#### [Your objective]
Find the word "Connected" in the listing. Copy out each line where it occurs.

════════════════════

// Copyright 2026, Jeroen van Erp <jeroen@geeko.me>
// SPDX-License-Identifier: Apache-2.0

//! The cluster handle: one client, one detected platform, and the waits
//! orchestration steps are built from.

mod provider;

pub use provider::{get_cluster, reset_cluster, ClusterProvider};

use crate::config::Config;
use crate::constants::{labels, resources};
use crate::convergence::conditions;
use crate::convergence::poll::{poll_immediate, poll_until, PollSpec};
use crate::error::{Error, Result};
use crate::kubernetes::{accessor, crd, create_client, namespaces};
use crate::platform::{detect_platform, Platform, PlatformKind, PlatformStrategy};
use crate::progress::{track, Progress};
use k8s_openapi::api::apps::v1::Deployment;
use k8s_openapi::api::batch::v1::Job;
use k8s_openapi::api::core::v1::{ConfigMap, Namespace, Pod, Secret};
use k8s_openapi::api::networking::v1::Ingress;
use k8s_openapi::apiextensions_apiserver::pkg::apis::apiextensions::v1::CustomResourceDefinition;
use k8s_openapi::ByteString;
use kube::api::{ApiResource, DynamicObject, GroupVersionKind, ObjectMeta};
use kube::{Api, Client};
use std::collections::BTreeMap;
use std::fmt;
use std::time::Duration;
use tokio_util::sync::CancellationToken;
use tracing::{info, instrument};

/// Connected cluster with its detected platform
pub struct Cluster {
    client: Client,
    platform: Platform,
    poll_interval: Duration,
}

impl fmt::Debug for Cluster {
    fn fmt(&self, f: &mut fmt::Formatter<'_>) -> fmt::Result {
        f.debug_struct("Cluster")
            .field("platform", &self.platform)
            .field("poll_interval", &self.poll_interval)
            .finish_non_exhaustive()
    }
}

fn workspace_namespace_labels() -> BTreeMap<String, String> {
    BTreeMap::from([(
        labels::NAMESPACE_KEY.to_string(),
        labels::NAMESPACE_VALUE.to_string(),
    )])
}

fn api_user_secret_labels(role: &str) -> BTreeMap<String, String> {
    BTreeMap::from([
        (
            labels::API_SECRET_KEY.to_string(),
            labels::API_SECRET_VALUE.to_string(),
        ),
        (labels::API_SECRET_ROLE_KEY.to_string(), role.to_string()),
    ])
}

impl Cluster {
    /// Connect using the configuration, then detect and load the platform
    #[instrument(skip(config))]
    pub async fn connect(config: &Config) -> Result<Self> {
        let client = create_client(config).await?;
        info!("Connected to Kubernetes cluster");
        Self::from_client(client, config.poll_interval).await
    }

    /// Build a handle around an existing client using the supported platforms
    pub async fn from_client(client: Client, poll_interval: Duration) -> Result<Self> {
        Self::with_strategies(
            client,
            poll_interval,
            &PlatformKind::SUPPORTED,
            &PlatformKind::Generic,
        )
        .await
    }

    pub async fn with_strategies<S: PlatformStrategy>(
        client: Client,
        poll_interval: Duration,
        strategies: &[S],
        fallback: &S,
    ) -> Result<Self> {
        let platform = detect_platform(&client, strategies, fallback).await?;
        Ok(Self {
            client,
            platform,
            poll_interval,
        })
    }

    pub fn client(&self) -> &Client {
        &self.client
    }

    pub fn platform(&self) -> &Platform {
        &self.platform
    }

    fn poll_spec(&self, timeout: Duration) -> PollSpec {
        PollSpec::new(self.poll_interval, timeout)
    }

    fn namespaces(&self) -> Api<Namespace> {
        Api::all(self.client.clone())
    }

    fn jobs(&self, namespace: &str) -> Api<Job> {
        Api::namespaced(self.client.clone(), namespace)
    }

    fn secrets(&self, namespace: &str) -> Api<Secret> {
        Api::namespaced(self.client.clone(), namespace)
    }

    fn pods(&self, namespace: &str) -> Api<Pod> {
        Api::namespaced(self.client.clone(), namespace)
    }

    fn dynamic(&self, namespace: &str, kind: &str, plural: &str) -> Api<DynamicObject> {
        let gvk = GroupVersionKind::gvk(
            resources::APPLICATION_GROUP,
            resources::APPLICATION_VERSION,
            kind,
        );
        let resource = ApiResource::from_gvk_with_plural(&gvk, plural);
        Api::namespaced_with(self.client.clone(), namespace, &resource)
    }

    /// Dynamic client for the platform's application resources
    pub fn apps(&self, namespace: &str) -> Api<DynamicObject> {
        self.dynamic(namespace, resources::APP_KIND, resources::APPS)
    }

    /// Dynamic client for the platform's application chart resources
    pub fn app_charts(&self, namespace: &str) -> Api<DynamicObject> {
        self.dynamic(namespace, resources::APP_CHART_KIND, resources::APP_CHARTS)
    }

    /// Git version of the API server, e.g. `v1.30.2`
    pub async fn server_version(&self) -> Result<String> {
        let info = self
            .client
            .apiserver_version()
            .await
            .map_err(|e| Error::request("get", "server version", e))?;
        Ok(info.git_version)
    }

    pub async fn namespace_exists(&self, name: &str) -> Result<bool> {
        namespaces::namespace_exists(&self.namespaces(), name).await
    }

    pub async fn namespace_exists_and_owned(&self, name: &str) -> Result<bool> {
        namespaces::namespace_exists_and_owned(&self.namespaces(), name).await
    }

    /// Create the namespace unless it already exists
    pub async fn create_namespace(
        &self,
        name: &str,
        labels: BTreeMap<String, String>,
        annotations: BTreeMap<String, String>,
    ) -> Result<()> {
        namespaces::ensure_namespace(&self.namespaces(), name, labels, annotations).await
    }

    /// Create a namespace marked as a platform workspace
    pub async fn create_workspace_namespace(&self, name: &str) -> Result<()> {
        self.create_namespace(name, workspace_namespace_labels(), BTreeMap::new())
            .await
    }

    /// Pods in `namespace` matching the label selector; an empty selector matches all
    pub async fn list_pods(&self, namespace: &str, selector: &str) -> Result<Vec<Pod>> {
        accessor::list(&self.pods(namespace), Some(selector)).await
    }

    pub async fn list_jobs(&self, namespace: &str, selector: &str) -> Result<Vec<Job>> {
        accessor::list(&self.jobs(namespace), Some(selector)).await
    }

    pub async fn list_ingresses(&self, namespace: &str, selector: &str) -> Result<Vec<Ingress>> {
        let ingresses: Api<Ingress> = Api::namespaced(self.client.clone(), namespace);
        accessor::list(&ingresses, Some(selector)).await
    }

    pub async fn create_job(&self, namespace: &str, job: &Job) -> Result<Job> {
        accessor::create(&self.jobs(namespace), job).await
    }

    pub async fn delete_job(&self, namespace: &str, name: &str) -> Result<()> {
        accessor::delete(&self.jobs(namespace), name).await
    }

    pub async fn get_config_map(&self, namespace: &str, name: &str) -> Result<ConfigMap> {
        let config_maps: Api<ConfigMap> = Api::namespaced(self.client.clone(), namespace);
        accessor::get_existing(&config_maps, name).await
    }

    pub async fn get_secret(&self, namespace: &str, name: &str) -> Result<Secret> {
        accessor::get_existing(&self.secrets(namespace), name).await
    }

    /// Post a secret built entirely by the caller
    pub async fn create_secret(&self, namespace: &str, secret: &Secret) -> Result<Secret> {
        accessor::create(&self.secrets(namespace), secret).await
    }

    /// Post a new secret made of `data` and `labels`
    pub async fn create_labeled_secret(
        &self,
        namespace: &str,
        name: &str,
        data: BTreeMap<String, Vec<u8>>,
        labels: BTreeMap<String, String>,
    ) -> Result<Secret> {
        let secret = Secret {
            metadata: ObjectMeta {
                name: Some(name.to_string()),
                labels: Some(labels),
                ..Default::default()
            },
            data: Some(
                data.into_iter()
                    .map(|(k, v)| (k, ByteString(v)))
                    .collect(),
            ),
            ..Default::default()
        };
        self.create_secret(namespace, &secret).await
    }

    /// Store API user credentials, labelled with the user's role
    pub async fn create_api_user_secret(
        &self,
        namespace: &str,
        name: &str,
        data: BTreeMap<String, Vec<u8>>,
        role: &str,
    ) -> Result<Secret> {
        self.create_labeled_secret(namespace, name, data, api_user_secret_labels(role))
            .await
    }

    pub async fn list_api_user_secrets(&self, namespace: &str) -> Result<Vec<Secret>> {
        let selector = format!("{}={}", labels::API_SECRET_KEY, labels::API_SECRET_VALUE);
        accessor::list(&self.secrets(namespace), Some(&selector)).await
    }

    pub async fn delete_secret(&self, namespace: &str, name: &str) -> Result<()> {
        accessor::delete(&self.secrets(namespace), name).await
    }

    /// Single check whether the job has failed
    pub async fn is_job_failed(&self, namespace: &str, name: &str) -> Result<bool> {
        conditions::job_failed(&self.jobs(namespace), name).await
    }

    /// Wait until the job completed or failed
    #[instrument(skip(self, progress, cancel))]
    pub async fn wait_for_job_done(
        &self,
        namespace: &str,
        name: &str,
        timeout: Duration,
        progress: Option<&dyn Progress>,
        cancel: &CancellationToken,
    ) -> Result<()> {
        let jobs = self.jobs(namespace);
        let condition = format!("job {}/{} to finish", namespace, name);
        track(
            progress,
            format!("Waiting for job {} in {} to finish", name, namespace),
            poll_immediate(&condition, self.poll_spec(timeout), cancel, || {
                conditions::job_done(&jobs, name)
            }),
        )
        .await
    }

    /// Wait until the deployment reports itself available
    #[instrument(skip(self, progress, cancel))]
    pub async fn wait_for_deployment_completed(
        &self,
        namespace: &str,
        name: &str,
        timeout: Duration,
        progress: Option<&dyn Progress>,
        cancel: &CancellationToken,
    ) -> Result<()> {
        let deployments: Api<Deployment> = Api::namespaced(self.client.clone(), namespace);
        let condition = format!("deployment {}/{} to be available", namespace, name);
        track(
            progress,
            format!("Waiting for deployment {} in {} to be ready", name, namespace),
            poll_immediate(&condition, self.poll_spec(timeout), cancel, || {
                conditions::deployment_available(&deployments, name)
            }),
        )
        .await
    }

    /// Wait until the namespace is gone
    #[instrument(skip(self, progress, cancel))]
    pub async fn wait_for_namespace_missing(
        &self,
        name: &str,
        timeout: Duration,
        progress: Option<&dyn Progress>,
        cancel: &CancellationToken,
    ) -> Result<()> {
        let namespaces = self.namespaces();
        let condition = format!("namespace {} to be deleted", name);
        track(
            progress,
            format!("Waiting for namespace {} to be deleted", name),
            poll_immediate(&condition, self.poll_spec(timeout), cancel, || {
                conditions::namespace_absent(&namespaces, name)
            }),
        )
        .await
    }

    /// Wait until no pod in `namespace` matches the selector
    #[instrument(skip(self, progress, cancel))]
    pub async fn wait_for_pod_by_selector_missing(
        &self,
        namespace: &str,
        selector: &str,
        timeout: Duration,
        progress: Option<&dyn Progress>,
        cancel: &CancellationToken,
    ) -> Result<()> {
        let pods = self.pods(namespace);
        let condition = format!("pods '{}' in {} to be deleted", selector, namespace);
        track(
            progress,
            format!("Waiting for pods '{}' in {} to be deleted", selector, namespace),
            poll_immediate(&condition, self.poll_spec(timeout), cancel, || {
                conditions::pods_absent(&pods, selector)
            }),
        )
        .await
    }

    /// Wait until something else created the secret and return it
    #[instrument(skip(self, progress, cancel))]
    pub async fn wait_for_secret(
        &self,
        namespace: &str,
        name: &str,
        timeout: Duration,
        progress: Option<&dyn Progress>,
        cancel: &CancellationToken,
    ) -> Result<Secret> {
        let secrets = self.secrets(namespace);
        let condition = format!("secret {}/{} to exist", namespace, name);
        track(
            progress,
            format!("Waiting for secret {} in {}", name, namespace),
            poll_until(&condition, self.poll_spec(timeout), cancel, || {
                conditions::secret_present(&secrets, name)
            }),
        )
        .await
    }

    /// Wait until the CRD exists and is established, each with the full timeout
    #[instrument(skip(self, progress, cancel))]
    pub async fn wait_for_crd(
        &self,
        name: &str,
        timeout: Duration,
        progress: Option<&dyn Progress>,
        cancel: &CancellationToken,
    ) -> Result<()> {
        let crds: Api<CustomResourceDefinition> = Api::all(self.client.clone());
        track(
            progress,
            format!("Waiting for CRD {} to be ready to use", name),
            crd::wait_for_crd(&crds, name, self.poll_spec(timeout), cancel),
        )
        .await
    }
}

════════════════════

#### [Completed exercise]
/// Connected cluster with its detected platform
        info!("Connected to Kubernetes cluster");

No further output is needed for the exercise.